The stress ulcer differs from peptic ulcers in their cause and characteristics. They usually occur in the stomach and are seen as multiple, shallow, bleeding erosions. Although stress ulcers tend to heal rapidly because of their shallowness, they can perforate and cause severe bleeding. They tend to cause less pain than the peptic ulcer. The term stress has led to misconceptions about the role of psychological factors in the development of ulcers. These stress ulcers occur most often in patients who have been subjected to marked physical injury such as severe trauma, burns (resulting in Curling's ulcer), or major surgery, and are more common in elderly or debilitated patients. Stress ulcers that occur because of central nervous system disease are called Cushing's ulcers.

Treatment

Ulcers, whether chronic or stress, are usually treated by medical therapy alone. The drugs most commonly used are alkaline buffering agents and a special class of antihistamine called cimetidine, which blocks the histamine-2 receptors in the stomach that regulate gastric secretion. Newer drugs and drugs under development include sucrasulfate, prostaglandin compounds, and anticholinergic agents that inhibit acid secretion. The latter include omeprazol, ranitidine, and pirenzepine, which exerts antipepsin and antigastrin activity as well. Carbenoxolone, which increases mucus secretion, and colloidal bismuth, an antipeptic, have also been used. To eradicate H. pylori, a three-drug regime is used, including colloidal bismuth, antibiotics, and metronidazole.

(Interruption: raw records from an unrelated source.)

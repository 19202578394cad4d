//! Symbolic execution: the term-building value algebra, the exploration
//! driver, and the `symbolic` extern module.
//!
//! The interpreter itself is unchanged; [`Symbolic`] implements
//! [`Algebra`] over solver terms, forking the executing thread whenever
//! both sides of a condition are satisfiable. Each path owns its store;
//! memory pages are shared copy-on-write between siblings.

pub mod expr;
pub mod solver;

use std::collections::BTreeMap;
use std::fmt;
use std::rc::Rc;

use weft_core::{FuncType, RefType, Trap, Val, ValType};

use crate::ast::{FRelOp, IRelOp, NumSize};
use crate::exec::{self, Algebra, Branches, Concrete, CvtOp, LoadKind, StoreKind, Thread};
use crate::link::ExternModule;
use crate::store::{ExternVal, Ref, Store};
use crate::Error;

use self::expr::{BinOp, CmpOp, Expr, NumTy, UnOp};
use self::solver::{SatResult, Solver};

/// A symbolic runtime value: a numeric term, or a ground reference.
#[derive(Debug, Clone)]
pub enum SymVal {
    /// A term in the expression algebra.
    Num(Rc<Expr>),
    /// References stay concrete.
    Ref(Ref),
}

impl SymVal {
    fn expr(&self) -> Option<&Rc<Expr>> {
        match self {
            Self::Num(expr) => Some(expr),
            Self::Ref(_) => None,
        }
    }
}

impl fmt::Display for SymVal {
    fn fmt(&self, f: &mut fmt::Formatter) -> fmt::Result {
        match self {
            Self::Num(expr) => write!(f, "{expr}"),
            Self::Ref(Ref::Null(_)) => write!(f, "null"),
            Self::Ref(Ref::Func(handle)) => write!(f, "(funcref {handle})"),
            Self::Ref(Ref::Extern(handle)) => write!(f, "(externref {handle})"),
        }
    }
}

/// One byte of symbolic memory.
#[derive(Debug, Clone)]
enum SymByte {
    /// A concrete byte.
    Byte(u8),
    /// Byte `index` (little-endian) of the value of a term.
    Frag(Rc<Expr>, u8),
}

/// Linear memory with possibly-symbolic contents.
///
/// Pages are allocated lazily and shared between forked paths until
/// written; an absent page reads as zero.
#[derive(Debug, Clone, Default)]
pub struct SymMem {
    pages: BTreeMap<u32, Rc<Vec<SymByte>>>,
}
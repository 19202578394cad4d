use anyhow::Result;
use clap::Parser;

use crate::commands::WeftApp;

mod commands;
mod utils;

fn main() -> Result<()> {
    let app = WeftApp::parse();
    app.init_logging();
    app.execute()
}
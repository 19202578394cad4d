//! The rewriter: lowers the grouped module to fully indexed form.
//!
//! Every name-bearing instruction is resolved against the appropriate
//! named collection (or the local scope of the enclosing function), block
//! types are normalised to explicit signatures, and the structural rules
//! that do not need the type checker's stack are enforced here:
//! const-expression shape, memory alignment, global mutability and the
//! start function signature.

use std::collections::HashMap;
use std::rc::Rc;

use weft_core::FuncType;

use crate::ast::{
    self,
    BlockAnnot,
    BlockType,
    DataMode,
    ElemMode,
    ExternKind,
    Id,
    InlineSig,
    Instr,
    RawInstr,
    TypeUse,
};
use crate::module::{
    group::Grouped,
    Code,
    DataPlacement,
    DataSeg,
    Def,
    ElemPlacement,
    ElemSeg,
    ExportDef,
    Func,
    Global,
    Module,
    Named,
    Op,
};
use crate::Error;

/// Resolution environment: the name maps and counts of every index space.
struct Env<'a> {
    funcs: &'a Named<Def<ast::Func, TypeUse>>,
    tables: &'a Named<Def<ast::TableType, ast::TableType>>,
    memories: &'a Named<Def<ast::MemType, ast::MemType>>,
    globals: &'a Named<Def<ast::Global, ast::GlobalType>>,
    elems: &'a Named<ast::Elem>,
    datas: &'a Named<ast::Data>,
}

impl Env<'_> {
    fn global_type(&self, index: u32) -> ast::GlobalType {
        match self
            .globals
            .get(index)
            .expect("global index was resolved against this collection")
        {
            Def::Local(global) => global.ty,
            Def::Import { ty, .. } => *ty,
        }
    }

    fn num_imported_globals(&self) -> u32 {
        self.globals.iter().filter(|def| def.is_import()).count() as u32
    }
}

/// The local scope of one function: parameter and local names over a
/// shared 0-based index space.
struct Scope {
    names: HashMap<String, u32>,
    count: u32,
}
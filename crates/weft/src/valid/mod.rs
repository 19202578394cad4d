//! Module validation.
//!
//! Module-level rules (limits, segment typing, memory count) live here;
//! the stack-polymorphic validation of function bodies lives in
//! [`func`]. Every rule is fail-fast: the first violation aborts with a
//! message from the reference-suite vocabulary.

mod func;

use std::collections::HashSet;

use weft_core::{RefType, ValType};

use crate::ast::Limits;
use crate::module::{Code, Def, ElemPlacement, Module, Op};
use crate::Error;

/// Largest number of 64 KiB pages a memory may declare.
pub const MAX_PAGES: u32 = 65536;

/// Validates `module`, returning the first violated rule as an error.
pub fn validate(module: &Module) -> Result<(), Error> {
    if module.memories.len() > 1 {
        return Err(Error::validation("multiple memories"));
    }
    for index in 0..module.memories.len() {
        let ty = module
            .mem_type(index)
            .expect("index ranges over the collection");
        check_limits(&ty.limits, MAX_PAGES, "memory size must be at most 65536 pages (4GiB)")?;
    }
    for index in 0..module.tables.len() {
        let ty = module
            .table_type(index)
            .expect("index ranges over the collection");
        check_limits(&ty.limits, u32::MAX, "table size")?;
    }

    let declared = declared_func_refs(module);

    // Globals: initialiser must be constant of the declared type.
    for def in module.globals.iter() {
        if let Def::Local(global) = def {
            let ty = const_expr_type(module, &global.init)?;
            if ty != global.ty.ty {
                return Err(Error::validation("type mismatch"));
            }
        }
    }

    // Element segments: items must produce the segment's reference type,
    // active offsets must be i32 and the target table must agree.
    for elem in module.elems.iter() {
        for item in elem.items.iter() {
            let ty = const_expr_type(module, item)?;
            if ty != ValType::Ref(elem.ty) {
                return Err(Error::validation("type mismatch"));
            }
        }
        if let ElemPlacement::Active { table, offset } = &elem.mode {
            let table_ty = module
                .table_type(*table)
                .ok_or_else(|| Error::validation(format!("unknown table {table}")))?;
            if table_ty.elem != elem.ty {
                return Err(Error::validation("type mismatch"));
            }
            let ty = const_expr_type(module, offset)?;
            if ty != ValType::I32 {
                return Err(Error::validation("type mismatch"));
            }
        }
    }

    // Data segments: active offsets must be i32.
    for data in module.datas.iter() {
        if let crate::module::DataPlacement::Active { memory, offset } = &data.mode {
            if module.mem_type(*memory).is_none() {
                return Err(Error::validation(format!("unknown memory {memory}")));
            }
            let ty = const_expr_type(module, offset)?;
            if ty != ValType::I32 {
                return Err(Error::validation("type mismatch"));
            }
        }
    }

    // Function bodies.
    for (index, def) in module.funcs.iter().enumerate() {
        if let Def::Local(function) = def {
            func::validate_function(module, &declared, function).map_err(|err| {
                log::debug!("function {index} failed validation: {err}");
                err
            })?;
        }
    }
    log::debug!("validated module: {} functions", module.funcs.len());
    Ok(())
}

fn check_limits(limits: &Limits, bound: u32, bound_msg: &str) -> Result<(), Error> {
    if limits.min > bound || limits.max.is_some_and(|max| max > bound) {
        return Err(Error::validation(bound_msg));
    }
    if let Some(max) = limits.max {
        if limits.min > max {
            return Err(Error::validation(
                "size minimum must not be greater than maximum",
            ));
        }
    }
    Ok(())
}

/// The declared-reference set: function indices reachable from exports or
/// from const-expressions in globals and element segments. `ref.func`
/// inside a function body is only legal for members of this set.
fn declared_func_refs(module: &Module) -> HashSet<u32> {
    let mut declared = HashSet::new();
    for export in &module.exports {
        if export.kind == crate::ast::ExternKind::Func {
            declared.insert(export.index);
        }
    }
    let mut scan = |code: &Code| {
        for op in code.iter() {
            if let Op::RefFunc(index) = op {
                declared.insert(*index);
            }
        }
    };
    for def in module.globals.iter() {
        if let Def::Local(global) = def {
            scan(&global.init);
        }
    }
    for elem in module.elems.iter() {
        for item in elem.items.iter() {
            scan(item);
        }
        if let ElemPlacement::Active { offset, .. } = &elem.mode {
            scan(offset);
        }
    }
    declared
}

/// The result type of a validated const-expression.
///
/// The rewriter already restricted the instruction set; here we check that
/// the expression produces exactly one value and determine its type.
fn const_expr_type(module: &Module, code: &Code) -> Result<ValType, Error> {
    let [op] = code.as_ref() else {
        return Err(Error::validation("constant expression required"));
    };
    Ok(match op {
        Op::I32Const(_) => ValType::I32,
        Op::I64Const(_) => ValType::I64,
        Op::F32Const(_) => ValType::F32,
        Op::F64Const(_) => ValType::F64,
        Op::RefNull(ty) => ValType::Ref(*ty),
        Op::RefFunc(_) => ValType::Ref(RefType::Func),
        Op::GlobalGet(index) => {
            module
                .global_type(*index)
                .expect("const-expr globals were resolved by the rewriter")
                .ty
        }
        _ => return Err(Error::validation("constant expression required")),
    })
}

When drug therapy alone fails, surgical therapy is attempted. This approach may include removal of the distal part of the stomach, which produces the gastric stimulant hormone called gastrin, combined with a vagotomy (severing of the vagus nerves) to remove stimulation from the central nervous system. The need for surgery can sometimes be averted by using endoscopes to bring laser heat or electric currents to the ulcer site. Such treatments help to stop ulcer bleeding in high-risk patients.